Signora Bianchini hat sich natürlich gefragt, was hier gespielt wurde. Sie missbilligt ohnehin schon, dass ich fotografiere. Und sie hat mir indirekt unterstellt, dass ich   …» Tommaseo ließ den Satz unvollendet und beschränkte sich darauf, seine Arme empört zu heben.
    «Und Sie würden kategorisch ausschließen, dass es sich dabei um eine harmlose Karnevalsfotografie handelt?», fragte Tron, obwohl ihm klar war, dass es in der Welt des Paters für harmlose Karnevalsfotografien keinen Platz gab.
    Diesmal war das Lächeln des Paters so scharf, dass es die Luft vor seinem Gesicht zu zerschneiden schien. «Nein, Commissario», sagte er langsam. Als er weitersprach, ließ er einen gehörigen Abstand zwischen seinen Worten, so als würde er mit einem Begriffsstutzigen reden. «Ich habe diese Fotografie genauestens studiert.
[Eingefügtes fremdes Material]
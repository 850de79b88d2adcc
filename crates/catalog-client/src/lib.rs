pub mod config;
pub mod http;

pub use config::*;
pub use http::*;
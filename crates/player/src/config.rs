use crate::engine::DEFAULT_VOLUME;
use crate::output::AudioOutput;
use crate::outputs::SimulatedOutput;
use anyhow::Result;
use moodplay_core::DEFAULT_RESTART_THRESHOLD_SECS;
use serde::Deserialize;
use std::time::Duration;

/// Which output the session plays through
#[derive(Debug, Clone, Copy, PartialEq, Eq, Deserialize)]
#[serde(rename_all = "lowercase")]
pub enum OutputKind {
    Simulated,
    Rodio,
}

/// Playback session settings
#[derive(Debug, Clone, Deserialize)]
pub struct SessionConfig {
    /// Output gain at session start
    #[serde(default = "default_volume")]
    pub initial_volume: f32,

    /// "Previous" restarts the track after this many seconds
    #[serde(default = "default_restart_threshold")]
    pub restart_threshold_secs: f64,

    /// Detections below this confidence are ignored
    #[serde(default)]
    pub min_confidence: f32,

    #[serde(default = "default_output")]
    pub output: OutputKind,

    /// Nominal length of every source on the simulated output
    #[serde(default = "default_simulated_track_secs")]
    pub simulated_track_secs: f64,

    /// Progress reporting interval of the outputs
    #[serde(default = "default_tick_millis")]
    pub tick_millis: u64,

    /// Fetch the full catalog when the session starts
    #[serde(default)]
    pub preload_catalog: bool,
}

impl SessionConfig {
    pub fn tick(&self) -> Duration {
        Duration::from_millis(self.tick_millis.max(1))
    }

    /// Build the configured output
    pub fn build_output(&self) -> Result<Box<dyn AudioOutput>> {
        match self.output {
            OutputKind::Simulated => {
                let track = Duration::try_from_secs_f64(self.simulated_track_secs)
                    .unwrap_or_else(|_| Duration::from_secs_f64(default_simulated_track_secs()));
                Ok(Box::new(SimulatedOutput::new(track, self.tick())))
            }
            #[cfg(feature = "rodio-output")]
            OutputKind::Rodio => Ok(Box::new(crate::outputs::RodioOutput::new(self.tick())?)),
            #[cfg(not(feature = "rodio-output"))]
            OutputKind::Rodio => {
                anyhow::bail!("Rodio output requested but moodplay was built without the rodio-output feature")
            }
        }
    }
}

impl Default for SessionConfig {
    fn default() -> Self {
        Self {
            initial_volume: default_volume(),
            restart_threshold_secs: default_restart_threshold(),
            min_confidence: 0.0,
            output: default_output(),
            simulated_track_secs: default_simulated_track_secs(),
            tick_millis: default_tick_millis(),
            preload_catalog: false,
        }
    }
}

fn default_volume() -> f32 {
    DEFAULT_VOLUME
}

fn default_restart_threshold() -> f64 {
    DEFAULT_RESTART_THRESHOLD_SECS
}

fn default_output() -> OutputKind {
    OutputKind::Simulated
}

fn default_simulated_track_secs() -> f64 {
    180.0
}

fn default_tick_millis() -> u64 {
    250
}
use crate::types::ErrorResponse;
use axum::extract::multipart::MultipartError;
use axum::http::StatusCode;
use axum::response::{IntoResponse, Json, Response};
use thiserror::Error;

/// Errors returned by catalog API handlers
#[derive(Debug, Error)]
pub enum ApiError {
    /// Ingestion request lacking the audio or cover file
    #[error("Please upload both audio and cover files")]
    MissingUpload,

    /// Malformed request fields
    #[error("Bad request: {0}")]
    BadRequest(String),

    /// Asset host rejected or failed an upload
    #[error("Asset upload failed")]
    Storage(#[source] anyhow::Error),

    /// Song store failure
    #[error("Database error")]
    Database(#[source] anyhow::Error),
}

impl ApiError {
    pub fn status(&self) -> StatusCode {
        match self {
            ApiError::MissingUpload | ApiError::BadRequest(_) => StatusCode::BAD_REQUEST,
            ApiError::Storage(_) | ApiError::Database(_) => StatusCode::INTERNAL_SERVER_ERROR,
        }
    }
}

impl From<MultipartError> for ApiError {
    fn from(e: MultipartError) -> Self {
        ApiError::BadRequest(e.body_text())
    }
}

impl IntoResponse for ApiError {
    fn into_response(self) -> Response {
        let details = match &self {
            ApiError::Storage(e) | ApiError::Database(e) => Some(format!("{:#}", e)),
            _ => None,
        };

        let body = ErrorResponse {
            error: self.to_string(),
            details,
        };

        (self.status(), Json(body)).into_response()
    }
}
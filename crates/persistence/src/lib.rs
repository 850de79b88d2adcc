pub mod db;
pub mod repository;

pub use db::*;
pub use repository::*;
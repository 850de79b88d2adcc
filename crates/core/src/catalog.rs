use crate::models::{Mood, Song, SongId};

/// Client-side song cache: the full known set plus the active filtered view
///
/// Songs are never edited in place; both collections are only ever replaced.
#[derive(Clone, Debug, Default)]
pub struct SongCatalog {
    songs: Vec<Song>,
    filtered: Vec<Song>,
}

impl SongCatalog {
    /// Create a catalog whose filtered view starts as the full set
    pub fn new(songs: Vec<Song>) -> Self {
        Self {
            filtered: songs.clone(),
            songs,
        }
    }

    /// Every known song, in catalog order
    pub fn songs(&self) -> &[Song] {
        &self.songs
    }

    /// The currently eligible subset, in catalog order
    pub fn filtered(&self) -> &[Song] {
        &self.filtered
    }

    pub fn len(&self) -> usize {
        self.songs.len()
    }

    pub fn is_empty(&self) -> bool {
        self.songs.is_empty()
    }

    /// Replace the whole catalog; the filtered view becomes the same collection
    pub fn replace(&mut self, songs: Vec<Song>) {
        self.filtered = songs.clone();
        self.songs = songs;
    }

    /// Replace only the filtered view
    pub fn set_filtered(&mut self, filtered: Vec<Song>) {
        self.filtered = filtered;
    }

    /// Reset the filtered view to the full catalog
    pub fn clear_filter(&mut self) {
        self.filtered = self.songs.clone();
    }

    /// Songs tagged with `mood`, preserving catalog order
    pub fn with_mood(&self, mood: Mood) -> Vec<Song> {
        self.songs.iter().filter(|s| s.mood == mood).cloned().collect()
    }

    /// First song with the given id
    pub fn find(&self, id: &SongId) -> Option<&Song> {
        self.songs.iter().find(|s| s.matches(id))
    }
}

#[cfg(test)]
mod tests {
    use super::*;

    fn song(id: &str, mood: Mood) -> Song {
        Song {
            id: SongId::from(id),
            title: format!("Song {}", id),
            artist: "Artist".to_string(),
            mood,
            audio_url: format!("https://cdn.example/{}.mp3", id),
            cover_url: String::new(),
        }
    }

    #[test]
    fn test_new_catalog_is_unfiltered() {
        let catalog = SongCatalog::new(vec![song("1", Mood::Happy), song("2", Mood::Sad)]);
        assert_eq!(catalog.len(), 2);
        assert_eq!(catalog.filtered(), catalog.songs());
    }

    #[test]
    fn test_with_mood_keeps_order() {
        let catalog = SongCatalog::new(vec![
            song("1", Mood::Happy),
            song("2", Mood::Sad),
            song("3", Mood::Happy),
        ]);

        let ids: Vec<_> = catalog
            .with_mood(Mood::Happy)
            .into_iter()
            .map(|s| s.id)
            .collect();
        assert_eq!(ids, vec![SongId::from("1"), SongId::from("3")]);
    }

    #[test]
    fn test_replace_overwrites_both_views() {
        let mut catalog = SongCatalog::new(vec![song("1", Mood::Happy)]);
        catalog.set_filtered(vec![]);

        catalog.replace(vec![song("9", Mood::Angry)]);
        assert_eq!(catalog.songs().len(), 1);
        assert_eq!(catalog.filtered(), catalog.songs());
        assert!(catalog.find(&SongId::from("1")).is_none());
    }

    #[test]
    fn test_clear_filter() {
        let mut catalog = SongCatalog::new(vec![song("1", Mood::Happy), song("2", Mood::Sad)]);
        catalog.set_filtered(vec![song("2", Mood::Sad)]);
        assert_eq!(catalog.filtered().len(), 1);

        catalog.clear_filter();
        assert_eq!(catalog.filtered().len(), 2);
    }
}
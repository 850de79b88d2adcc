use crate::models::SongId;
use thiserror::Error;

/// Failure of a remote catalog lookup
///
/// Never surfaced to the listener: the resolver recovers from every variant
/// by filtering the locally held catalog.
#[derive(Debug, Clone, PartialEq, Eq, Error)]
pub enum CatalogError {
    /// Service unreachable, timed out, or the connection dropped
    #[error("catalog service unreachable: {0}")]
    Network(String),

    /// Service answered with a non-2xx status
    #[error("catalog service returned status {0}")]
    Status(u16),

    /// Response body was not a list of songs
    #[error("failed to decode catalog response: {0}")]
    Decode(String),
}

/// Queue lookup errors
#[derive(Debug, Clone, PartialEq, Eq, Error)]
pub enum QueueError {
    /// The id is in neither the queue nor the catalog
    #[error("song not found: {0}")]
    SongNotFound(SongId),
}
Das war ein
Erinnerungsfoto.
Zur Erinnerung an   … Unaussprechliches.»
    «Und jetzt fühlen Sie sich hintergangen. Ist es so?»
    Tommaseo blickte auf, und wieder konnte Tron die mühsam gezügelte Wut des Priesters spüren.
    «Ich wundere mich, dass Sie mir solch eine Frage stellen, Commissario», sagte Pater Tommaseo. «Zwei Männer machen mich zum Werkzeug ihrer Sudeleien – und Sie fragen mich, ob ich mich hintergangen fühle?» Er schüttelte fassungslos den Kopf.
    «Und was haben Sie getan, als Ihnen klar wurde, was es mit diesem Foto auf sich hat?»
    «Ich habe mich an den Patriarchen gewandt, um ihn um geistlichen Rat zu bitten.»
    «Und wie hat der Patriarch reagiert?»
    «Er hat das gesagt, was Sie gesagt haben, Commissario. Dass es sich um eine Karnevalsfotografie handelt.» Pater Tommaseos Züge verhärteten sich. «Mir blieb also nur noch das Gebet.»
    «Worum haben Sie gebetet?»
    «Darum, dass der Herr die Sünder, die seine Diener verhöhnen, bestraft», sagte Pater Tommaseo. Ein zufriedenes Lächeln breitete sich über seinem Gesicht aus. «Und meine Gebete wurden erhört.» Er drehte seine Augen zur Zimmerdecke, so als würde er in ständigem Kontakt mit dem Herrn stehen. «Ich will diese Tat nicht rechtfertigen», fuhr er fort. «Aber wer immer den Hofrat getötet hat, ist auch ein Werkzeug des Herrn gewesen.»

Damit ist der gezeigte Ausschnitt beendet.